A coalition of western Umatilla County governments are planning for the future of the area’s homeless population, but those plans would have people staying at a former gravel quarry.
The effort to provide more shelter space while staying out of fraught conflicts with neighbors highlights issues arising in both urban and rural areas of Oregon where authorities are trying to address housing insecurity.
The cities of Hermiston, Umatilla, Stanfield and Echo partnered with Umatilla County and the nonprofit Stepping Stones Alliance in 2022 to start Project PATH, a transitional housing project that is slated to open later this summer. PATH – Practical Assistance Through Housing – represents a major expansion of local homeless services in a set of communities where resources can be limited.
The project is located in an isolated industrial area near a busy highway, accessible only by car and miles away from the city center in Hermiston or Umatilla. The location has created a new challenge of how to connect the population PATH is supposed to serve with a service center well removed from most homes and businesses.
The former gravel pit by the highway
Stepping Stones executive director Jesalyn Cole and Umatilla city manager Dave Stockdale attended a Feb. 27 Hermiston City Council meeting to report a hiccup in PATH’s plans.
“One of the things that’s been a little bit stickier than we had thought has been transportation,” Stockdale said.
The PATH site is located in a formerly unincorporated industrial area between Hermiston and Umatilla. The most direct route to the property is along U.S. Route 395, a four-lane highway outside of city limits.
The site has no connections to either city’s water or sewer system, so drilling a well and installing a septic system is a must. Stockdale said the Oregon State Historic Preservation Office is requiring a review for Indigenous artifacts and other cultural resources before PATH can begin groundwork.
“We’re not too surprised,” he said. “Although we are admittedly a little bit surprised considering that it’s been a DOGAMI-permitted gravel pit and blast area for decades and decades.”
In 2022, the Legislature granted the coalition $1 million for the project and Stepping Stones was able to raise additional money.
Initially formed in 2019, Stepping Stones is now responsible for addressing an issue that’s become a growing community concern in recent years.
According to a 2020 point-in-time count conducted by the Community Action Program of East Central Oregon, Umatilla County had 336 homeless people, with approximately 66 among the communities participating in PATH. While those numbers represented a dip from the year before, point-in-time counts often undercount how many people are unhoused in a community.
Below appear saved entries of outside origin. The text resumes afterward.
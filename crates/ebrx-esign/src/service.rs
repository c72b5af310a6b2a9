//! The electronic signature service.
//!
//! `sign()` is the only way a signature comes into existence, and it has
//! exactly two effects or none: the returned `ElectronicSignature` and one
//! `ELECTRONIC_SIGNATURE` audit event. The ledger append happens before the
//! signature is released to the caller, so a signature is never issued
//! without its audit entry, and the audit entry always references a
//! signature that exists.
//!
//! Signature values are Ed25519 over a canonical signing digest:
//!
//!   SHA-256( signer_id ‖ ":" ‖ record_id ‖ ":" ‖ meaning ‖ ":" ‖
//!            content_hash ‖ ":" ‖ signed_at RFC 3339 )
//!
//! Binding the record's content hash into the digest is what makes a
//! signature die with the record version it signed: mutate the record and
//! `verify()` returns false, permanently.

use std::collections::HashMap;
use std::sync::{Arc, Mutex};

use chrono::Utc;
use serde::Serialize;
use sha2::{Digest, Sha256};
use tracing::{info, warn};

use ebrx_contracts::{
    audit::{ActionKind, EntityType, EventDraft, Severity, Snapshot},
    error::{ComplianceError, ComplianceResult},
    signature::{ElectronicSignature, SignatureId, SignatureRequest},
};
use ebrx_ledger::{content_hash, AuditLedger};

use crate::{keys::SigningKeypair, policy::SigningPolicy};

/// Issues and verifies electronic signatures bound to record content hashes.
pub struct SignatureService {
    ledger: Arc<AuditLedger>,
    policy: Box<dyn SigningPolicy>,
    keypair: SigningKeypair,
    /// Every signature ever issued, by id. Signatures are immutable; this is
    /// a lookup registry, not mutable state.
    issued: Mutex<HashMap<SignatureId, ElectronicSignature>>,
}

impl SignatureService {
    pub fn new(
        ledger: Arc<AuditLedger>,
        policy: Box<dyn SigningPolicy>,
        keypair: SigningKeypair,
    ) -> Self {
        Self {
            ledger,
            policy,
            keypair,
            issued: Mutex::new(HashMap::new()),
        }
    }

    /// Issue a signature over the current content of a record.
    ///
    /// `current_content` is the record as the system holds it right now;
    /// its hash must equal the hash the caller declared in the request.
    /// A mismatch means the caller is looking at a stale version — stale
    /// content is never signed.
    ///
    /// # Errors
    ///
    /// - `Validation` — empty credential, missing reason for a meaning that
    ///   requires justification, or a stale declared content hash.
    /// - `Authorization` — the signer's role lacks the capability for the
    ///   declared meaning.
    /// - `Integrity` — the ledger refused the audit append; no signature is
    ///   issued in that case.
    pub fn sign<T: Serialize>(
        &self,
        request: SignatureRequest,
        current_content: &T,
    ) -> ComplianceResult<ElectronicSignature> {
        if request.credential.trim().is_empty() {
            return Err(ComplianceError::Validation {
                reason: "signing requires credential re-entry; credential token is empty"
                    .to_string(),
            });
        }

        if request.meaning.requires_reason() && request.reason.trim().is_empty() {
            return Err(ComplianceError::Validation {
                reason: format!(
                    "signing with meaning '{}' requires a written justification",
                    request.meaning
                ),
            });
        }

        let current_hash = content_hash(current_content);
        if current_hash != request.content_hash {
            warn!(
                record_id = %request.record_id,
                declared = %request.content_hash,
                current = %current_hash,
                "refusing to sign stale record content"
            );
            return Err(ComplianceError::Validation {
                reason: format!(
                    "declared content hash does not match the current content of '{}'; \
                     the record changed since it was read",
                    request.record_id
                ),
            });
        }

        self.policy.authorize(&request.signer, request.meaning)?;

        let signature_id = SignatureId::new();
        let signed_at = Utc::now();
        let digest = signing_digest(
            &request.signer.user_id,
            &request.record_id,
            request.meaning,
            &request.content_hash,
            &signed_at.to_rfc3339(),
        );

        let signature = ElectronicSignature {
            signature_id,
            record_id: request.record_id.clone(),
            signer: request.signer.clone(),
            meaning: request.meaning,
            reason: request.reason.clone(),
            signed_at,
            content_hash: request.content_hash.clone(),
            signature_value: self.keypair.sign_digest(&digest),
        };

        // Audit append first: if the ledger refuses, the signature is
        // dropped and the caller gets the ledger's error.
        let draft = EventDraft {
            actor: request.signer,
            action: ActionKind::ElectronicSignature,
            entity_type: EntityType::Signature,
            entity_id: request.record_id,
            old_value: None,
            new_value: Some(Snapshot::Signature {
                signature_id,
                meaning: request.meaning,
                record_id: signature.record_id.clone(),
            }),
            reason: if request.reason.trim().is_empty() {
                None
            } else {
                Some(request.reason)
            },
            severity: Severity::Info,
        };
        let event = self.ledger.append(draft)?;

        info!(
            signature_id = %signature_id,
            record_id = %signature.record_id,
            meaning = %signature.meaning,
            audit_sequence = event.sequence,
            "electronic signature issued"
        );

        self.issued
            .lock()
            .expect("signature registry lock poisoned")
            .insert(signature_id, signature.clone());

        Ok(signature)
    }

    /// Check whether `signature` is still valid for the record's current
    /// content.
    ///
    /// Returns false when the content has changed since signing (the hash no
    /// longer matches) or when the stored signature value fails the Ed25519
    /// check.
    pub fn verify<T: Serialize>(
        &self,
        signature: &ElectronicSignature,
        current_content: &T,
    ) -> bool {
        if content_hash(current_content) != signature.content_hash {
            return false;
        }

        let digest = signing_digest(
            &signature.signer.user_id,
            &signature.record_id,
            signature.meaning,
            &signature.content_hash,
            &signature.signed_at.to_rfc3339(),
        );
        self.keypair.verify_digest(&digest, &signature.signature_value)
    }

    /// Look up a previously issued signature.
    pub fn get(&self, signature_id: SignatureId) -> Option<ElectronicSignature> {
        self.issued
            .lock()
            .expect("signature registry lock poisoned")
            .get(&signature_id)
            .cloned()
    }
}

/// The canonical signing digest: SHA-256 over the colon-joined signing
/// string. Every component is already deterministic, so the digest is too.
fn signing_digest(
    signer_id: &str,
    record_id: &str,
    meaning: ebrx_contracts::signature::SigningMeaning,
    content_hash: &str,
    signed_at_rfc3339: &str,
) -> Vec<u8> {
    let signing_string =
        format!("{signer_id}:{record_id}:{meaning}:{content_hash}:{signed_at_rfc3339}");
    let mut hasher = Sha256::new();
    hasher.update(signing_string.as_bytes());
    hasher.finalize().to_vec()
}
The former gravel pit wasn’t the only location considered for the sleep center.
Hermiston city manager Byron Smith said Stepping Stones was interested in a location within Hermiston city limits. But when a neighbor started voicing their concerns, the nonprofit started looking elsewhere.
Public demand for homeless services often runs into the reality of finding places amenable to hosting them. The Portland City Council approved a plan to establish six sanctioned homeless camps across the city in November, but Mayor Ted Wheeler didn’t announce the location of the first camp until earlier this month and still needs to finalize the lease.
Smith said PATH chose its location because it was able to work out a lease agreement for a piece of property owned by Umatilla County, while also avoiding upsetting Hermiston’s housed residents worried that the facility will invite crime and other social ills to their community.
“They’re not sure how it’s gonna affect their neighborhood,” he said. “And (they’re) valid concerns. We tried to find a place that might be less intrusive.”
To address the remote location, Cole pointed to a shuttle Stepping Stones operates to take residents to the existing sleep center. She anticipates it will transfer over to the new site. The coalition is also in talks with Kayak Public Transit, a regional bus service, to establish a bus stop near the future sleep center.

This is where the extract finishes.